Information given »

- - - - -

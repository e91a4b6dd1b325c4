use std::path::PathBuf;

use anyhow::Context;
use clap::{Args, Parser, Subcommand};
use eframe::egui;

use vcover::gui::{PlayerApp, ScrubApp, SharedOutcome};
use vcover::mux::{self, CoverWriter, MuxBackend, OutputTarget};
use vcover::navigator::FrameNavigator;
use vcover::scrubber::{FrameSource, Scrubber, SessionEnd, Step};
use vcover::session::Session;
use vcover::video::VideoDecoder;
use vcover::{keymap, AppConfig};

#[derive(Parser)]
#[command(name = "vcover")]
#[command(about = "Pick a frame of a video and embed it as the video's cover art", long_about = None)]
struct Cli {
    #[command(subcommand)]
    command: Commands,
}

#[derive(Subcommand)]
enum Commands {
    /// Step through the frames of a video and pick one
    Scrub(ScrubArgs),
    /// Play a video and pick the frame on screen
    Player(PlayerArgs),
}

#[derive(Args)]
struct ScrubArgs {
    /// Path to video file
    #[arg(short, long)]
    video: PathBuf,
    /// Path to cover file; without --output the video is edited in place
    #[arg(short, long)]
    cover: Option<PathBuf>,
    /// Write the video with its new cover here
    #[arg(short, long)]
    output: Option<PathBuf>,
    /// Frames per coarse step
    #[arg(long)]
    step: Option<u64>,
    /// Divisor for the fine step
    #[arg(long)]
    beta: Option<u64>,
    #[arg(long, value_enum)]
    backend: Option<MuxBackend>,
}

impl ScrubArgs {
    fn targets(&self, config: &AppConfig) -> (PathBuf, OutputTarget) {
        match (&self.cover, &self.output) {
            (Some(cover), None) => (cover.clone(), OutputTarget::InPlace),
            (cover, Some(output)) => (
                cover.clone().unwrap_or_else(|| config.cover_file.clone()),
                OutputTarget::File(output.clone()),
            ),
            (None, None) => (
                config.cover_file.clone(),
                OutputTarget::File(config.output_for(&self.video)),
            ),
        }
    }
}

#[derive(Args)]
struct PlayerArgs {
    /// Video to open right away
    video: Option<PathBuf>,
    #[arg(long, value_enum)]
    backend: Option<MuxBackend>,
}

fn main() -> anyhow::Result<()> {
    env_logger::Builder::from_env(env_logger::Env::default().default_filter_or("info")).init();

    let cli = Cli::parse();
    let config = AppConfig::load().unwrap_or_else(|e| {
        log::warn!("Using default config: {}", e);
        AppConfig::default()
    });

    match cli.command {
        Commands::Scrub(args) => scrub(args, config),
        Commands::Player(args) => player(args, config),
    }
}

fn scrub(args: ScrubArgs, config: AppConfig) -> anyhow::Result<()> {
    if !args.video.is_file() {
        anyhow::bail!("Video file {} does not exist", args.video.display());
    }
    let (cover, output) = args.targets(&config);
    log::info!("Video file selected: {}", args.video.display());
    log::info!("Cover file selected: {}", cover.display());

    let decoder = VideoDecoder::open(&args.video)
        .with_context(|| format!("Failed to open {}", args.video.display()))?;
    let navigator = FrameNavigator::new(
        decoder.frame_count(),
        args.step.unwrap_or(config.step_frames),
        args.beta.unwrap_or(config.fine_divisor),
    );
    log::info!(
        "{}",
        keymap::help_line(
            keymap::Variant::Scrubber,
            navigator.coarse_step(),
            navigator.fine_step()
        )
    );

    let session = Session::new(args.video.clone(), cover, output, navigator);
    let mut scrubber = Scrubber::new(session, decoder, config.jpeg_quality);
    if let Step::Finished(_) = scrubber.load_current() {
        return Ok(());
    }

    let outcome = SharedOutcome::default();
    let app = ScrubApp::new(scrubber, outcome.clone());
    run_window(
        "Select Cover",
        [config.window_width, config.window_height],
        Box::new(app),
    )?;

    let end = outcome.borrow_mut().take();
    let writer = mux::writer_for(
        args.backend.unwrap_or(config.backend),
        &config.ffmpeg_program(),
    );
    finish(end, writer.as_ref())
}

fn player(args: PlayerArgs, config: AppConfig) -> anyhow::Result<()> {
    let writer = mux::writer_for(
        args.backend.unwrap_or(config.backend),
        &config.ffmpeg_program(),
    );
    let outcome = SharedOutcome::default();
    let app = PlayerApp::new(config.clone(), args.video, outcome.clone());
    run_window("Video Player", [800.0, 600.0], Box::new(app))?;

    let end = outcome.borrow_mut().take();
    finish(end, writer.as_ref())
}

fn run_window(title: &str, size: [f32; 2], app: Box<dyn eframe::App>) -> anyhow::Result<()> {
    let options = eframe::NativeOptions {
        viewport: egui::ViewportBuilder::default()
            .with_inner_size(size)
            .with_title(title),
        ..Default::default()
    };

    eframe::run_native("vcover", options, Box::new(move |_cc| Ok(app)))
        .map_err(|e| anyhow::anyhow!("Failed to run window: {}", e))
}

/// Muxes a confirmed session. Any failure after confirm exits non-zero.
fn finish(end: Option<SessionEnd>, writer: &dyn CoverWriter) -> anyhow::Result<()> {
    let job = match end {
        Some(SessionEnd::Confirmed(job)) => job,
        Some(SessionEnd::EndOfStream) => {
            log::debug!("Session ended at end of stream");
            return Ok(());
        }
        Some(SessionEnd::Quit) | None => return Ok(()),
    };

    match mux::run(writer, &job) {
        Ok(path) => {
            log::info!(
                "Successfully updated cover for {} -> {}",
                job.video.display(),
                path.display()
            );
            Ok(())
        }
        Err(e) => {
            log::error!("Error: {}", e);
            Err(e).context("Attaching the cover failed")
        }
    }
}

#[cfg(test)]
mod tests {
    use super::*;

    fn scrub_args(argv: &[&str]) -> ScrubArgs {
        let mut full = vec!["vcover", "scrub"];
        full.extend_from_slice(argv);
        match Cli::try_parse_from(full).expect("valid arguments").command {
            Commands::Scrub(args) => args,
            Commands::Player(_) => panic!("expected scrub"),
        }
    }

    #[test]
    fn cover_alone_edits_in_place() {
        let args = scrub_args(&["-v", "test.mp4", "-c", "picked.jpg"]);
        let (cover, output) = args.targets(&AppConfig::default());
        assert_eq!(cover, PathBuf::from("picked.jpg"));
        assert_eq!(output, OutputTarget::InPlace);
    }

    #[test]
    fn output_uses_default_cover() {
        let args = scrub_args(&["--video", "test.mp4", "--output", "out/test.mp4"]);
        let (cover, output) = args.targets(&AppConfig::default());
        assert_eq!(cover, PathBuf::from("selected.jpg"));
        assert_eq!(output, OutputTarget::File(PathBuf::from("out/test.mp4")));
    }

    #[test]
    fn no_targets_writes_to_output_directory() {
        let args = scrub_args(&["-v", "clips/test.mp4"]);
        let (_, output) = args.targets(&AppConfig::default());
        assert_eq!(output, OutputTarget::File(PathBuf::from("output/test.mp4")));
    }

    #[test]
    fn step_and_backend_flags_parse() {
        let args = scrub_args(&["-v", "a.mp4", "--step", "30", "--beta", "3", "--backend", "native"]);
        assert_eq!(args.step, Some(30));
        assert_eq!(args.beta, Some(3));
        assert_eq!(args.backend, Some(MuxBackend::Native));
    }

    struct Failing;

    impl CoverWriter for Failing {
        fn write(&self, job: &mux::MuxJob, _staging: &std::path::Path) -> vcover::error::Result<()> {
            Err(vcover::CoverError::Mux {
                path: job.video.clone(),
                reason: "refused".to_owned(),
            })
        }
    }

    #[test]
    fn failed_mux_after_confirm_is_an_error() {
        let dir = tempfile::tempdir().expect("tempdir");
        let video = dir.path().join("clip.mp4");
        let cover = dir.path().join("selected.jpg");
        std::fs::write(&video, b"video").expect("write");
        std::fs::write(&cover, b"cover").expect("write");
        let job = mux::MuxJob {
            video,
            cover,
            output: OutputTarget::File(dir.path().join("out.mp4")),
        };

        assert!(finish(Some(SessionEnd::Confirmed(job.clone())), &Failing).is_err());

        std::fs::remove_file(&job.cover).expect("remove");
        assert!(finish(Some(SessionEnd::Confirmed(job)), &Failing).is_err());
    }

    #[test]
    fn quit_and_end_of_stream_do_not_mux() {
        assert!(finish(Some(SessionEnd::Quit), &Failing).is_ok());
        assert!(finish(Some(SessionEnd::EndOfStream), &Failing).is_ok());
        assert!(finish(None, &Failing).is_ok());
    }

    #[test]
    fn video_is_required() {
        assert!(Cli::try_parse_from(["vcover", "scrub", "-c", "x.jpg"]).is_err());
    }
}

- - - - -

Among the records above, extract exactly the lines from the line with "(cover, Some(output)) =>" to the line with "cover, output, navigator);", both lines included, and leave out the rest.

            (cover, Some(output)) => (
                cover.clone().unwrap_or_else(|| config.cover_file.clone()),
                OutputTarget::File(output.clone()),
            ),
            (None, None) => (
                config.cover_file.clone(),
                OutputTarget::File(config.output_for(&self.video)),
            ),
        }
    }
}

#[derive(Args)]
struct PlayerArgs {
    /// Video to open right away
    video: Option<PathBuf>,
    #[arg(long, value_enum)]
    backend: Option<MuxBackend>,
}

fn main() -> anyhow::Result<()> {
    env_logger::Builder::from_env(env_logger::Env::default().default_filter_or("info")).init();

    let cli = Cli::parse();
    let config = AppConfig::load().unwrap_or_else(|e| {
        log::warn!("Using default config: {}", e);
        AppConfig::default()
    });

    match cli.command {
        Commands::Scrub(args) => scrub(args, config),
        Commands::Player(args) => player(args, config),
    }
}

fn scrub(args: ScrubArgs, config: AppConfig) -> anyhow::Result<()> {
    if !args.video.is_file() {
        anyhow::bail!("Video file {} does not exist", args.video.display());
    }
    let (cover, output) = args.targets(&config);
    log::info!("Video file selected: {}", args.video.display());
    log::info!("Cover file selected: {}", cover.display());

    let decoder = VideoDecoder::open(&args.video)
        .with_context(|| format!("Failed to open {}", args.video.display()))?;
    let navigator = FrameNavigator::new(
        decoder.frame_count(),
        args.step.unwrap_or(config.step_frames),
        args.beta.unwrap_or(config.fine_divisor),
    );
    log::info!(
        "{}",
        keymap::help_line(
            keymap::Variant::Scrubber,
            navigator.coarse_step(),
            navigator.fine_step()
        )
    );

    let session = Session::new(args.video.clone(), cover, output, navigator);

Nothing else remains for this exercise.